[Dataset entries]
+===+
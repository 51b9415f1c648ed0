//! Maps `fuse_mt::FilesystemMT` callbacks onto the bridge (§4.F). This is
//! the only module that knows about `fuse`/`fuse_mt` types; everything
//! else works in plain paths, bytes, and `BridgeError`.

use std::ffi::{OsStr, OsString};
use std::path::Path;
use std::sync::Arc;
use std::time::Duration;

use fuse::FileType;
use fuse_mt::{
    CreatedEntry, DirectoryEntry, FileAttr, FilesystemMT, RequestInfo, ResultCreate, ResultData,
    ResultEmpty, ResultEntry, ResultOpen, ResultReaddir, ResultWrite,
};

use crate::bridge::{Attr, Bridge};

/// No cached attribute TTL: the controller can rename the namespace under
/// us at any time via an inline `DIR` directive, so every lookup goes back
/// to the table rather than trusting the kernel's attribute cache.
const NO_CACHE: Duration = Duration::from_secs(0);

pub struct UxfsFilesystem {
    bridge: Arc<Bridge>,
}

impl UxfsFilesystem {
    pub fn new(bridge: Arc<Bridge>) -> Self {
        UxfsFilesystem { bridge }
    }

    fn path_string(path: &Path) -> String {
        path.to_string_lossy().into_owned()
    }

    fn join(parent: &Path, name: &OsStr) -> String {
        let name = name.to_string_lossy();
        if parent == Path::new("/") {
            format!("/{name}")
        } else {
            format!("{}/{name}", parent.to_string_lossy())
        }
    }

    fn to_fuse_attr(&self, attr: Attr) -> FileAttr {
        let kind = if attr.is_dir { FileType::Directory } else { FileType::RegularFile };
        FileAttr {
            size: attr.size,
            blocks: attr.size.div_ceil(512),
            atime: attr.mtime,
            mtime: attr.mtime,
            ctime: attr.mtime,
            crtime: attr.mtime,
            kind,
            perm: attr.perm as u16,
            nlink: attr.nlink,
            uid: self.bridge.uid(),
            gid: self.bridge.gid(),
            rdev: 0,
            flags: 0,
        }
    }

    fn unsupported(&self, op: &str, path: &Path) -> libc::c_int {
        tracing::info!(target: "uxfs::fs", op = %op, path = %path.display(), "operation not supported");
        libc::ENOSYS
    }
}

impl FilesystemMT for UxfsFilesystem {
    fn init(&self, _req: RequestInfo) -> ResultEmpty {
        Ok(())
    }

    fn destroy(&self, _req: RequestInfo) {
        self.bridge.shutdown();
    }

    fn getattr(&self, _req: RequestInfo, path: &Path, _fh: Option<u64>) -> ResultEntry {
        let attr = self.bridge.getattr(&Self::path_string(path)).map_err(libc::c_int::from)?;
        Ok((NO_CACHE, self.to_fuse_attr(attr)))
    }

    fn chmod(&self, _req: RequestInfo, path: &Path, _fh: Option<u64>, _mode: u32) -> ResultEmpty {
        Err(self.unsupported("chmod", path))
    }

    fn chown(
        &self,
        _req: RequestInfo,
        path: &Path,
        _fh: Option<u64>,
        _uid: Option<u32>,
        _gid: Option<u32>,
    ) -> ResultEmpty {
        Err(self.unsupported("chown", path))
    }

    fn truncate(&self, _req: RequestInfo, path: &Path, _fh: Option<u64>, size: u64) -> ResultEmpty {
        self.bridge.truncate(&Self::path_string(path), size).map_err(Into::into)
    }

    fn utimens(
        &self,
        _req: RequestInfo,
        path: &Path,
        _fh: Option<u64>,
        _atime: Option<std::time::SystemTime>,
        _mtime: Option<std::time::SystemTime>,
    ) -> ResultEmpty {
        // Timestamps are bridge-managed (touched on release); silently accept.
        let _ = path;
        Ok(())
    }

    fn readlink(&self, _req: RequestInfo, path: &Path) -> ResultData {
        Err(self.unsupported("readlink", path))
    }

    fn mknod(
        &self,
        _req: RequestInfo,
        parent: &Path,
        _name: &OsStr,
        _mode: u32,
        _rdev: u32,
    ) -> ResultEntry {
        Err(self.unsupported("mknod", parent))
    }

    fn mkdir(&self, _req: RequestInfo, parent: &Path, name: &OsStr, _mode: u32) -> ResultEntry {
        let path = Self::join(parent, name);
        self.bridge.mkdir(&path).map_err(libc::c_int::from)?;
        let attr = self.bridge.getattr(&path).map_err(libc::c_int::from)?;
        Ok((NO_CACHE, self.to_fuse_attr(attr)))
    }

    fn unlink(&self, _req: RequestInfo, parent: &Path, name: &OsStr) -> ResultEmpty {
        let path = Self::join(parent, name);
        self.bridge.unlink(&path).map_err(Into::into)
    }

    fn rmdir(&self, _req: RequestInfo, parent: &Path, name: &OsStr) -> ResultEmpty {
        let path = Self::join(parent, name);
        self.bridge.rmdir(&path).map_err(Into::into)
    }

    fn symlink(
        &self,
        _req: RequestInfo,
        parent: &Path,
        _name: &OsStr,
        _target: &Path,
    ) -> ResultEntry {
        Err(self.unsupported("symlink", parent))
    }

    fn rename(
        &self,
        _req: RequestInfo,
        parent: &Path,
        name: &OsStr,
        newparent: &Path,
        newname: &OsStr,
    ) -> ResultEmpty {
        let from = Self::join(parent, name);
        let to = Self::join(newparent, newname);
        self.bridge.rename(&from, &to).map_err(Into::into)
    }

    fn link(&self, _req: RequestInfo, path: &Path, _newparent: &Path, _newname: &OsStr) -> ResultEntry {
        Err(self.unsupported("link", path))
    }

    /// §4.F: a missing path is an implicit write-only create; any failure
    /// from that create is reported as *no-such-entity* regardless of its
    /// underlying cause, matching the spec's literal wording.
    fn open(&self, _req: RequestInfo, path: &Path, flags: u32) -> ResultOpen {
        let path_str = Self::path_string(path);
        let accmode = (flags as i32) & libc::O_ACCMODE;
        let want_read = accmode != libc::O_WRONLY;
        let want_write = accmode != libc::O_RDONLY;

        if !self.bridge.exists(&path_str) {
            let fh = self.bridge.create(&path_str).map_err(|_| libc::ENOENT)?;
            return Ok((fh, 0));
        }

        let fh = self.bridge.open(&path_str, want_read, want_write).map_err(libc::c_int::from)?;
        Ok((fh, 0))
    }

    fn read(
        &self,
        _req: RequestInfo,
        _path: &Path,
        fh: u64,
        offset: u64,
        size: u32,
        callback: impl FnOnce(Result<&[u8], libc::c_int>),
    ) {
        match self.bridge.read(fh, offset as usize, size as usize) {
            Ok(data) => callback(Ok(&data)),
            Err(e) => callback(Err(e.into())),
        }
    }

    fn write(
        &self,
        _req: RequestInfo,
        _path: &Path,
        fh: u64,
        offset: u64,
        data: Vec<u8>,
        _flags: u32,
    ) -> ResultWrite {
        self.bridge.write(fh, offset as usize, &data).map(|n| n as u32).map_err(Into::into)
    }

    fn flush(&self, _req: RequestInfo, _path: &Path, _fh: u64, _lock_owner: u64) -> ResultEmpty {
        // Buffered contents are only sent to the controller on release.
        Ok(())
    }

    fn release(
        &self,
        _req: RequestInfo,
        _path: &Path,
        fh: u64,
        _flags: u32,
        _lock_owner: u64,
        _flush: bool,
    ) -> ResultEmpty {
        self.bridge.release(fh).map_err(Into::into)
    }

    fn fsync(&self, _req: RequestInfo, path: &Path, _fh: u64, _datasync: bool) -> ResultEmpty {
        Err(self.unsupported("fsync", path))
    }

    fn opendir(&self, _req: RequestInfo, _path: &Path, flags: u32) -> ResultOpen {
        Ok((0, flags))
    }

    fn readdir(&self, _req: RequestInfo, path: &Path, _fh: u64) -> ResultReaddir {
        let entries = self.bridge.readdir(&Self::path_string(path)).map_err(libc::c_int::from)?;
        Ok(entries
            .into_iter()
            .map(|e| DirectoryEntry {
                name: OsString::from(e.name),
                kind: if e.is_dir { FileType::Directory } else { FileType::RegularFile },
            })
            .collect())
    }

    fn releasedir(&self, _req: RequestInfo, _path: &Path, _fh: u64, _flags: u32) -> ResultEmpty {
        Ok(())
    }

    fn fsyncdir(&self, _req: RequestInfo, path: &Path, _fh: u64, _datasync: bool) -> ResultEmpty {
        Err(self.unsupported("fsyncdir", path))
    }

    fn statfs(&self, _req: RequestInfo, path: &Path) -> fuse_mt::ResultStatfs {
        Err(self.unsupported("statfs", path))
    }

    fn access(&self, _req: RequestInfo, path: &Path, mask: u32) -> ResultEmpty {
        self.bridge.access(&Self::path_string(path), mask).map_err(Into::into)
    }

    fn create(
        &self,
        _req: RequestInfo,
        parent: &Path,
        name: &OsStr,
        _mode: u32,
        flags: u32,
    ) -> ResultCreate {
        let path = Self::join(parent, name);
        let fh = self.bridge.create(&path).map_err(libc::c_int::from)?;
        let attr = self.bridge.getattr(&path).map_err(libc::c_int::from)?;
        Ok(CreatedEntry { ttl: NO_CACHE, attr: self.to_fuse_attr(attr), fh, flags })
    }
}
+===+
*Exercise objective*.
Go through the records and pull out each line that includes the word "OsString".

*Completed task*.
use std::ffi::{OsStr, OsString};
                name: OsString::from(e.name),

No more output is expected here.